2026 CSBBCS MID-CAREER AWARD WINNER: DR. FRANK RUSSO

The following is adapted from a nomination letter written by Penny Pexman and Debra Titone

Dr. Russo received his Ph.D. in Brain, Behavior and Cognitive Science from Queen’s University in 2002 and has since established an internationally recognized and highly interdisciplinary research program that has significantly advanced our understanding of auditory cognition, music perception, communication, and healthy aging. Dr. Russo’s work is distinguished by its unusual breadth, theoretical coherence, and consistent translational impact. Across his career he has addressed fundamental questions about how humans perceive and use complex auditory signals—music, speech, and emotional vocalizations—while simultaneously shaping methodologies and technologies that allow these questions to be studied in ecologically valid contexts.

In music cognition, Dr. Russo has advanced a multimodal and embodied theoretical framework for the perception of singing and emotional speech, emphasizing the role of motor simulation and cross-modal integration. Equally important is his foundational program of research on vibrotactile music perception, which demonstrated that musical structure and affect can be conveyed through touch. His work has been critical to identifying the perceptual and neural mechanisms underlying this process. This work has been central to understanding how music is experienced by deaf individuals and has opened a new cross-modal perspective on auditory cognition. By showing how complex temporal and spectral information can be represented in the deaf brain through a process of neural entrainment measurable using electroencephalography (EEG), Dr. Russo helped redefine the sensory boundaries of music perception and provided a mechanistic framework for inclusive musical communication.

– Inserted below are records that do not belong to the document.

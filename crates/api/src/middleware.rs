use std::sync::Arc;

use axum::{
    extract::State,
    http::{HeaderMap, StatusCode},
    middleware::Next,
    response::Response,
};
use chrono::Utc;

use shipline_auth::{JwtValidator, Principal};

use crate::context::PrincipalContext;

#[derive(Clone)]
pub struct AuthState {
    pub jwt: Arc<dyn JwtValidator>,
}

pub async fn auth_middleware(
    State(state): State<AuthState>,
    mut req: axum::http::Request<axum::body::Body>,
    next: Next,
) -> Result<Response, StatusCode> {
    let token = extract_bearer(req.headers())?;

    let claims = state.jwt.validate(token, Utc::now()).map_err(|e| {
        tracing::debug!(error = %e, "bearer token rejected");
        StatusCode::UNAUTHORIZED
    })?;

    req.extensions_mut()
        .insert(PrincipalContext::new(Principal::from(&claims)));

    Ok(next.run(req).await)
}

fn extract_bearer(headers: &HeaderMap) -> Result<&str, StatusCode> {
    let header = headers
        .get(axum::http::header::AUTHORIZATION)
        .ok_or(StatusCode::UNAUTHORIZED)?;

    let header = header.to_str().map_err(|_| StatusCode::UNAUTHORIZED)?;

    let header = header
        .strip_prefix("Bearer ")
        .ok_or(StatusCode::UNAUTHORIZED)?;

    let token = header.trim();
    if token.is_empty() {
        return Err(StatusCode::UNAUTHORIZED);
    }

    Ok(token)
}

#[cfg(test)]
mod tests {
    use super::*;
    use axum::http::HeaderValue;

    fn headers(value: &str) -> HeaderMap {
        let mut h = HeaderMap::new();
        h.insert(axum::http::header::AUTHORIZATION, HeaderValue::from_str(value).unwrap());
        h
    }

    #[test]
    fn bearer_token_is_extracted() {
        assert_eq!(extract_bearer(&headers("Bearer abc.def")), Ok("abc.def"));
    }

    #[test]
    fn other_schemes_and_blank_tokens_are_rejected() {
        assert_eq!(extract_bearer(&headers("Basic abc")), Err(StatusCode::UNAUTHORIZED));
        assert_eq!(extract_bearer(&headers("Bearer   ")), Err(StatusCode::UNAUTHORIZED));
        assert_eq!(extract_bearer(&HeaderMap::new()), Err(StatusCode::UNAUTHORIZED));
    }
}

In the domain of hearing science and auditory aging, Dr. Russo has produced a sustained body of work that has influenced both theory and technology. His studies have generated key insights into how hearing aids process music and emotional speech and have helped shift the field away from speech intelligibility as the sole outcome measure toward metrics that capture listening effort, sound quality, affective communication, and real-world communicative success. These contributions have informed the development and evaluation of next-generation hearing-aid algorithms. By bringing neuroimaging into realistic communication environments, this research has helped move auditory cognitive neuroscience beyond highly constrained laboratory paradigms. Taken together, these contributions have reshaped how researchers and clinicians understand musical communication across sensory modalities, the neural basis of effortful listening, and the role of auditory enrichment in healthy aging.

Dr. Russo’s research has received coverage in major international and national media outlets, including CNN, The Guardian, and The Globe and Mail, bringing Canadian research on music, hearing, and cognition to broad audiences. He is often invited to speak at international meetings and has been invited to deliver over 20 Keynotes and Plenaries. Dr. Russo has been an active and dedicated member of the CSBBCS since his graduate training at Queen’s University. Dr. Russo has an exceptional and sustained record of training highly qualified personnel. In recognition of his outstanding mentorship and teaching, he received the Dean’s Teaching Award in 2019, supported by nomination letters from his trainees.  His service includes roles on the organizing committee for the 2014 annual meeting, as a member of the CSBBCS Executive (2019–2021), and on the Editorial Board of the Canadian Journal of Experimental Psychology (2012–2024). He has also been a consistent presence at our annual meetings, contributing through presentations, panel participation, student mentorship, and adjudication of student awards. In recognition of his excellence in research, mentorship, and service to cognitive science in Canada, he received CSBBCS’s Vincent Di Lollo Early Career Award and was elected a Fellow of the Society.

Dr. Russo has built a research program that is theoretically innovative, methodologically pioneering, internationally influential, and impactful beyond academia. He has trained an outstanding generation of researchers, helped define national research priorities through his adjudication service, played a foundational role in building one of Canada’s most dynamic centres for psychological science, and served the Canadian Society for Brain, Behaviour and Cognitive Science with distinction for more than two decades. He stands among the most significant contributors to Canadian brain and cognitive science of his career stage and is a most deserving recipient of this honour.